SAM EATON: When it seems like just about everything has made the jump into cyberspace it may come as a surprise that coupons have had a tough time shedding their scissor-and-paper roots. Over the last year the small number of existing online coupon sites like Cool Savings and ValPak.com have struggled to catch on. That's where Valassis Communications, which represents clients like Eggo waffles and Dr. Pepper, hopes to break new ground. Chief marketing officer Suzie Brown says their new website, RedPlum.com, is about a lot more than just coupons.

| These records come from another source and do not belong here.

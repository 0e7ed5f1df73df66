//! ToolCallTagParser: recovers structured tool calls from upstream prose.
//!
//! Parsing is permissive: a tag whose body does not decode is dropped, but
//! its text is still removed so malformed markup never reaches the client.

use std::sync::LazyLock;

use chrono::Utc;
use regex_lite::Regex;
use serde::Deserialize;
use serde_json::Value;
use toolrelay_core::ToolCall;

static TOOL_CALL_TAG: LazyLock<Regex> = LazyLock::new(|| {
    Regex::new(r"(?s)<tool_call>(.*?)</tool_call>").expect("tool call pattern is valid")
});

/// Upstream text split into tool calls and the prose around them.
#[derive(Debug, Clone, PartialEq, Default)]
pub struct ParsedReply {
    pub tool_calls: Vec<ToolCall>,

    /// Text with every tag removed, trimmed at both ends
    pub text: String,
}

impl ParsedReply {
    pub fn has_tool_calls(&self) -> bool {
        !self.tool_calls.is_empty()
    }
}

#[derive(Deserialize)]
struct TaggedCall {
    name: String,
    #[serde(default)]
    id: Option<String>,
    #[serde(default)]
    input: Option<Value>,
}

/// Extract every `<tool_call>` tag from `text`, scanning top to bottom.
pub fn parse_tool_calls(text: &str) -> ParsedReply {
    let stamp = Utc::now().timestamp_nanos_opt().unwrap_or_default();
    let mut tool_calls = Vec::new();
    let mut residual = String::with_capacity(text.len());
    let mut last_end = 0;

    for (ordinal, captures) in TOOL_CALL_TAG.captures_iter(text).enumerate() {
        let Some(tag) = captures.get(0) else { continue };
        residual.push_str(&text[last_end..tag.start()]);
        last_end = tag.end();

        let body = captures.get(1).map_or("", |m| m.as_str().trim());
        match serde_json::from_str::<TaggedCall>(body) {
            Ok(call) => {
                let id = call
                    .id
                    .filter(|id| !id.is_empty())
                    .unwrap_or_else(|| format!("toolu_{stamp}_{ordinal}"));
                tool_calls.push(ToolCall::new(id, call.name, call.input.unwrap_or(Value::Null)));
            }
            Err(e) => {
                tracing::debug!(ordinal, error = %e, "Dropping malformed tool call tag");
            }
        }
    }
    residual.push_str(&text[last_end..]);

    ParsedReply {
        tool_calls,
        text: residual.trim().to_string(),
    }
}

#[cfg(test)]
mod tests {
    use super::*;
    use crate::content::render_tool_call;
    use serde_json::json;

    #[test]
    fn prose_then_call() {
        let reply = parse_tool_calls(
            "Let me check.\n<tool_call>\n{\"name\":\"search\",\"input\":{\"q\":\"x\"}}\n</tool_call>",
        );
        assert_eq!(reply.text, "Let me check.");
        assert_eq!(reply.tool_calls.len(), 1);
        let call = &reply.tool_calls[0];
        assert_eq!(call.name, "search");
        assert_eq!(call.input, json!({"q": "x"}));
        assert!(call.id.starts_with("toolu_"));
        assert!(call.id.ends_with("_0"));
    }

    #[test]
    fn plain_text_has_no_calls() {
        let reply = parse_tool_calls("  just words  \n");
        assert!(!reply.has_tool_calls());
        assert_eq!(reply.text, "just words");
    }

    #[test]
    fn explicit_id_is_kept() {
        let reply = parse_tool_calls(r#"<tool_call>{"name":"ls","id":"toolu_abc","input":{}}</tool_call>"#);
        assert_eq!(reply.tool_calls[0].id, "toolu_abc");
        assert_eq!(reply.text, "");
    }

    #[test]
    fn missing_input_defaults_to_empty_object() {
        let reply = parse_tool_calls("<tool_call>{\"name\":\"now\"}</tool_call>");
        assert_eq!(reply.tool_calls[0].input, json!({}));
    }

    #[test]
    fn malformed_tag_is_dropped_but_removed() {
        let text = "A\n<tool_call>\n{\"name\":\"good\",\"input\":{\"a\":1}}\n</tool_call>\nB\n<tool_call>\n{\"name\": broken}\n</tool_call>\nC";
        let reply = parse_tool_calls(text);
        assert_eq!(reply.tool_calls.len(), 1);
        assert_eq!(reply.tool_calls[0].name, "good");
        assert!(!reply.text.contains("<tool_call>"));
        assert!(!reply.text.contains("</tool_call>"));
        assert_eq!(reply.text, "A\n\nB\n\nC");
    }

    #[test]
    fn tag_without_json_body_is_removed() {
        let reply = parse_tool_calls("before<tool_call>not json at all</tool_call>after");
        assert!(!reply.has_tool_calls());
        assert_eq!(reply.text, "beforeafter");
    }

    #[test]
    fn multiple_calls_keep_order_and_ordinals() {
        let text = "<tool_call>{\"name\":\"first\"}</tool_call>\n<tool_call>{\"name\":\"second\"}</tool_call>";
        let reply = parse_tool_calls(text);
        let names: Vec<&str> = reply.tool_calls.iter().map(|c| c.name.as_str()).collect();
        assert_eq!(names, vec!["first", "second"]);
        assert!(reply.tool_calls[0].id.ends_with("_0"));
        assert!(reply.tool_calls[1].id.ends_with("_1"));
        assert_ne!(reply.tool_calls[0].id, reply.tool_calls[1].id);
    }

    #[test]
    fn nested_braces_in_input() {
        let text = "<tool_call>\n{\"name\":\"write\",\"input\":{\"doc\":{\"title\":\"t\",\"tags\":[\"a\"]}}}\n</tool_call>";
        let reply = parse_tool_calls(text);
        assert_eq!(reply.tool_calls[0].input, json!({"doc": {"title": "t", "tags": ["a"]}}));
    }

    #[test]
    fn normalizer_output_round_trips() {
        let input = json!({"path": "/tmp/x", "recursive": true, "depth": 3});
        let tag = render_tool_call("list_dir", "toolu_42", &input);
        let reply = parse_tool_calls(&format!("Listing now.{tag}"));

        assert_eq!(reply.text, "Listing now.");
        assert_eq!(reply.tool_calls, vec![ToolCall::new("toolu_42", "list_dir", input)]);
    }

    #[test]
    fn unterminated_tag_is_left_alone() {
        let reply = parse_tool_calls("<tool_call>{\"name\":\"x\"}");
        assert!(!reply.has_tool_calls());
        assert_eq!(reply.text, "<tool_call>{\"name\":\"x\"}");
    }
}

Suzie BROWN: This is really more of a lifestyle site. This is a way that people can find value and use that value to make their lives better. And so I think coming late to the game -- if that's the way you want to put it -- is not necessarily a bad thing.

Brown says features like product reviews, recipes and the ability to match coupons to your shopping list make the site unique. But retail analyst Patti Freeman Evans with Jupiter Research says there's another reason companies like Valassis are going digital -- to capture that coveted 18- to 24-year-old consumer.

Patti Freeman Evans: They're not as interested in direct mail. They're not so interested in e-mail marketing in order to make purchase decisions. And so retailers need to find new ways to appeal to these customers.

The traditional shotgun approach -- sending millions of paper coupons by mail -- has grown less effective over the years. Currently the response rate is only about 0.1 percent. Evans says customizing coupons to individual users, especially younger ones, may be the only hope for boosting those numbers.

In Los Angeles, I'm Sam Eaton for Marketplace.